In the 17th century, the village of Byaroza belonged to the Sapieha, a powerful magnate family in the Polish–Lithuanian Commonwealth, who founded a fortified monastery and a palace in the village. In 1648, the monastery was presented to the Carthusian monks who came from the Italian town of Treviso and settled in the monastery.

The cornerstone of the monastery was laid in 1648 by the monastery's founder, Kazimierz Leon Sapieha, in the presence of bishop Andrej Hiembinski and the nuncio of Rome, Jan de Torres. Historians state that the monastery's architect was Giovanni Battista Gisleni, who worked for 40 years in the eastern Commonwealth (now Belarus). Kazimierz Leon Sapieha, the son of the Commonwealth magnate Lew Sapieha and member of the powerful Sapieha family, was the main sponsor of the project.

The monastery was to be built on the place where a wooden cross was found in the forest. Therefore, the monastery was also named after the Holy Cross.

The monastery was consecrated in 1666, but work on construction of the church continued until the 18th century. As a result, it became one of the most beautiful among the monastery churches of the Rhine province of the eastern Commonwealth (now Belarus).

The charterhouse was also expanded and became one of the biggest monasteries in the Polish–Lithuanian Commonwealth. The monastic order (the Carthusians) gave their name to the second part of the village's (which grew into a town) name (in Belarusian, the Бяроза-Картуская, Biaroza Kartuskaja, in Polish the Bereza Kartuska).

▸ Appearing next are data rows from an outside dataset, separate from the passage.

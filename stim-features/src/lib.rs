//! Turns continuous stimulus features into the delay embedded design
//! matrices the ridge models are fitted on.

#![warn(unused_imports)]
#![warn(missing_docs)]

#[macro_use]
extern crate log;

mod bin_encoder;
mod delay_embedder;
mod design;
mod feature_variant;

pub use bin_encoder::{BinEdges, EncodingEdges};
pub use delay_embedder::Delays;
pub use design::{
    construct_design, ABS_PITCH, INTENSITY, NUM_RAW_FEATURES, PITCH_CHANGE, REL_PITCH, TIME_OFFSET,
};
pub use feature_variant::{FeatureBlock, FeatureVariant};
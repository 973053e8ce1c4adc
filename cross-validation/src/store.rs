use std::{
    collections::BTreeMap,
    fs,
    path::{Path, PathBuf},
};

use common::{Error, Result};
use nalgebra::DMatrix;
use ndarray::{Array2, ArrayD, IxDyn};
use serde::{Deserialize, Serialize};

/// A keyed store of numeric arrays, addressed by subject and group name
pub trait ResultStore {
    /// Persist the arrays of a group, replacing what was stored before
    fn save(&self, subject: &str, group: &str, arrays: &BTreeMap<String, ArrayD<f64>>) -> Result<()>;

    /// Read the arrays of a group
    fn load(&self, subject: &str, group: &str) -> Result<BTreeMap<String, ArrayD<f64>>>;
}

/// Stores every group as `<root>/<subject>/<group>.json`
#[derive(Debug, Clone)]
pub struct JsonStore {
    root: PathBuf,
}

impl JsonStore {
    /// Store below the given directory, it is created on the first save
    pub fn new<P: Into<PathBuf>>(root: P) -> Self {
        Self { root: root.into() }
    }

    /// The root directory
    #[inline(always)]
    pub fn root(&self) -> &Path {
        &self.root
    }

    /// Path of the file holding a group
    pub fn path(&self, subject: &str, group: &str) -> PathBuf {
        self.root.join(subject).join(format!("{group}.json"))
    }
}

/// On disk layout of one array, row major with NaN as `null`
#[derive(Debug, Serialize, Deserialize)]
struct StoredArray {
    shape: Vec<usize>,
    data: Vec<Option<f64>>,
}

impl From<&ArrayD<f64>> for StoredArray {
    fn from(a: &ArrayD<f64>) -> Self {
        Self {
            shape: a.shape().to_vec(),
            data: a.iter().map(|v| if v.is_nan() { None } else { Some(*v) }).collect(),
        }
    }
}

impl TryFrom<StoredArray> for ArrayD<f64> {
    type Error = Error;

    fn try_from(stored: StoredArray) -> Result<Self> {
        let expected: usize = stored.shape.iter().product();
        let got = stored.data.len();
        let data = stored.data.into_iter().map(|v| v.unwrap_or(f64::NAN)).collect();
        ArrayD::from_shape_vec(IxDyn(&stored.shape), data)
            .map_err(|_| Error::shape("stored array data length", expected, got))
    }
}

/// A two dimensional array with the rows and columns of the matrix
pub(crate) fn matrix_array(m: &DMatrix<f64>) -> ArrayD<f64> {
    Array2::from_shape_fn((m.nrows(), m.ncols()), |(i, j)| m[(i, j)]).into_dyn()
}

impl ResultStore for JsonStore {
    fn save(&self, subject: &str, group: &str, arrays: &BTreeMap<String, ArrayD<f64>>) -> Result<()> {
        let path = self.path(subject, group);
        if let Some(dir) = path.parent() {
            fs::create_dir_all(dir).map_err(|source| Error::Io {
                path: dir.to_path_buf(),
                source,
            })?;
        }
        let stored: BTreeMap<&String, StoredArray> =
            arrays.iter().map(|(k, a)| (k, StoredArray::from(a))).collect();
        let content = serde_json::to_string(&stored)?;
        fs::write(&path, content).map_err(|source| Error::Io {
            path: path.clone(),
            source,
        })?;
        debug!("wrote {} arrays to {:?}", arrays.len(), path);

        Ok(())
    }

    fn load(&self, subject: &str, group: &str) -> Result<BTreeMap<String, ArrayD<f64>>> {
        let path = self.path(subject, group);
        let content = fs::read_to_string(&path).map_err(|source| Error::Io {
            path: path.clone(),
            source,
        })?;
        let stored: BTreeMap<String, StoredArray> = serde_json::from_str(&content)?;
        stored.into_iter().map(|(k, a)| Ok((k, ArrayD::try_from(a)?))).collect()
    }
}
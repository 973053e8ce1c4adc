use common::{FoldScheme, Result};
use lin_reg::{fit_select_score, AlphaGrid, RidgeCvFit, SplitData};
use nalgebra::DMatrix;
use stim_features::{Delays, EncodingEdges, FeatureVariant};

use crate::{Corpus, FoldSplit, SplitRole};

const ROLES: [SplitRole; 3] = [SplitRole::Train, SplitRole::Select, SplitRole::Test];

/// The frozen, read only inputs every fold is fitted with
#[derive(Debug, Clone)]
pub struct FitContext {
    /// Bin edges of the pitch features
    pub edges: EncodingEdges,
    /// Ridge strengths to select from
    pub grid: AlphaGrid,
    /// Lags of the delay embedding
    pub delays: Delays,
    /// Sampling rate in Hz
    pub sample_rate: f64,
}

/// Fit, select and score every variant on one fold of a corpus.
/// Returns one fit per variant, in the order of `variants`.
pub fn fit_fold(
    ctx: &FitContext,
    corpus: &Corpus,
    scheme: FoldScheme,
    fold: usize,
    variants: &[FeatureVariant],
) -> Result<Vec<RidgeCvFit>> {
    let mut fits = Vec::with_capacity(variants.len());
    match scheme {
        FoldScheme::Stratified { .. } => {
            let split = FoldSplit::stratified(corpus.trial_starts(), corpus.num_rows())?;
            let rows: Vec<Vec<usize>> =
                ROLES.iter().map(|role| corpus.rows_with_intensity(split.rows(*role))).collect();
            let resps: Vec<DMatrix<f64>> = rows.iter().map(|r| corpus.responses_of(r)).collect();
            for variant in variants {
                let designs = rows
                    .iter()
                    .map(|r| corpus.design(r, &ctx.edges, &ctx.delays, *variant, ctx.sample_rate))
                    .collect::<Result<Vec<DMatrix<f64>>>>()?;
                fits.push(fit_split(ctx, &designs, &resps)?);
                info!("fold {}: fitted {}", fold, variant);
            }
        }
        FoldScheme::KFold { k } => {
            let kept = corpus.rows_with_intensity(0..corpus.num_rows());
            let split = FoldSplit::k_fold(kept.len(), k, fold)?;
            let responses = corpus.responses_of(&kept);
            let resps: Vec<DMatrix<f64>> =
                ROLES.iter().map(|role| responses.select_rows(&split.rows(*role))).collect();
            for variant in variants {
                let design =
                    corpus.design(&kept, &ctx.edges, &ctx.delays, *variant, ctx.sample_rate)?;
                let designs: Vec<DMatrix<f64>> =
                    ROLES.iter().map(|role| design.select_rows(&split.rows(*role))).collect();
                fits.push(fit_split(ctx, &designs, &resps)?);
                info!("fold {}: fitted {}", fold, variant);
            }
        }
    }

    Ok(fits)
}

fn fit_split(ctx: &FitContext, designs: &[DMatrix<f64>], resps: &[DMatrix<f64>]) -> Result<RidgeCvFit> {
    debug!(
        "split rows: train {}, select {}, test {}, {} features",
        designs[0].nrows(),
        designs[1].nrows(),
        designs[2].nrows(),
        designs[0].ncols()
    );
    let split = SplitData {
        x_train: &designs[0],
        y_train: &resps[0],
        x_select: &designs[1],
        y_select: &resps[1],
        x_test: &designs[2],
        y_test: &resps[2],
    };

    Ok(fit_select_score(&split, &ctx.grid)?)
}
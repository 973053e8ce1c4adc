use common::{Error, Result};
use nalgebra::DMatrix;

use crate::{EncodingEdges, FeatureBlock, FeatureVariant};

/// Column of the absolute pitch in the raw feature matrix
pub const ABS_PITCH: usize = 0;
/// Column of the relative pitch in the raw feature matrix
pub const REL_PITCH: usize = 1;
/// Column of the z-scored intensity in the raw feature matrix
pub const INTENSITY: usize = 2;
/// Column of the time offset within the stimulus, in seconds, in the raw feature matrix
pub const TIME_OFFSET: usize = 3;
/// Column of the absolute pitch change in the raw feature matrix
pub const PITCH_CHANGE: usize = 4;
/// Number of columns of the raw feature matrix
pub const NUM_RAW_FEATURES: usize = 5;

/// Build the design matrix of a feature variant, before delay embedding
///
/// # Arguments:
/// raw: `T x NUM_RAW_FEATURES` continuous features, NaN pitch marks unvoiced samples
/// edges: The frozen bin edges of the pitch features
/// variant: Which blocks to concatenate
/// sample_rate: Rate the time offsets were sampled at, used to detect onsets
pub fn construct_design(
    raw: &DMatrix<f64>,
    edges: &EncodingEdges,
    variant: FeatureVariant,
    sample_rate: f64,
) -> Result<DMatrix<f64>> {
    if raw.ncols() != NUM_RAW_FEATURES {
        return Err(Error::shape("raw stimulus feature columns", NUM_RAW_FEATURES, raw.ncols()));
    }
    let n_rows = raw.nrows();
    let num_bins = edges.num_bins();
    let column = |c: usize| -> Vec<f64> { raw.column(c).iter().copied().collect() };

    let rel_bins = edges.rel_pitch().encode(&column(REL_PITCH));
    let mut design: DMatrix<f64> = DMatrix::zeros(n_rows, variant.num_columns(num_bins));
    let mut offset = 0;
    for block in variant.blocks() {
        let width = block.num_columns(num_bins);
        match block {
            FeatureBlock::AbsPitch => {
                let bins = edges.abs_pitch().encode(&column(ABS_PITCH));
                design.columns_mut(offset, width).copy_from(&bins);
            }
            FeatureBlock::RelPitch => {
                design.columns_mut(offset, width).copy_from(&rel_bins);
            }
            FeatureBlock::PitchChange => {
                let bins = edges.pitch_change().encode(&column(PITCH_CHANGE));
                design.columns_mut(offset, width).copy_from(&bins);
            }
            FeatureBlock::Voiced => {
                for t in 0..n_rows {
                    if rel_bins.row(t).iter().any(|v| *v != 0.0) {
                        design[(t, offset)] = 1.0;
                    }
                }
            }
            FeatureBlock::Intensity => {
                for t in 0..n_rows {
                    design[(t, offset)] = raw[(t, INTENSITY)] / 2.0 + 0.75;
                }
            }
            FeatureBlock::Onset => {
                for t in 0..n_rows {
                    if (raw[(t, TIME_OFFSET)] * sample_rate).round() == 1.0 {
                        design[(t, offset)] = 1.0;
                    }
                }
            }
            FeatureBlock::Bias => {
                design.column_mut(offset).fill(1.0);
            }
        }
        offset += width;
    }
    debug!("constructed {} design of {}x{}", variant, design.nrows(), design.ncols());

    Ok(design)
}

In addition, the monastery had large living premises, a pharmacy, a botanical garden, and an economic infrastructure. A palace of the Sapiehas was built close to the monastery.

During the Great Northern War, the monastery housed a conference held by King August II of Poland and Tsar Peter I of Russia.

==Economic activities of the monastery==

During its 200-year-long existence the Byaroza monastery was the owner of a large territory. The main sources of the monastery's income were land operations and gifts of local szlachta and magnates. The monastery acted as creditor, and monopolised the local trade of salt, wine, honey and bread.

==Monastery's degradation==
In 1706, the fortified monastery was put under siege and then taken by assault and looted by the forces of Charles XII of Sweden. Two years later, Swedish forces again looted the area, which resulted in almost total depopulation of the town. It was also damaged by the armies of Alexander Suvorov in 1772, during the Partitions of Poland.

After the Partitions of Poland and the annexation of Belarus by the Russian Empire, the number of monks shrank to six persons and the monastery's huge treasures were robbed. After the closure of Carthusian monasteries on the territory of Poland, the Biaroza monastery remained the last active monastery of the order on the territory of the former Commonwealth.

Russian authorities made efforts to close down the monastery of Biaroza. In 1823 the monks were claimed to have taken part in the uprising led by Tadeusz Kościuszko thirty years earlier, but no evidence of this could be found.

After the November Uprising (1831), Russian authorities closed down the monastery. The monastery's infrastructure was given to the army. The city of Byaroza-Kartuskaya (Carthusian Byaroza) was renamed Byaroza-Kazionnaya (State-owned Byaroza).

==After closure==

Coat of arms of Biaroza, adopted in 1997, with the gate of the monastery

The premises of the former monastery were used by Russians as casernes. After the next uprising in the former Polish–Lithuanian Commonwealth (1863) Russians started destroying the walls of the monastery and building casernes out of the monastery wall bricks.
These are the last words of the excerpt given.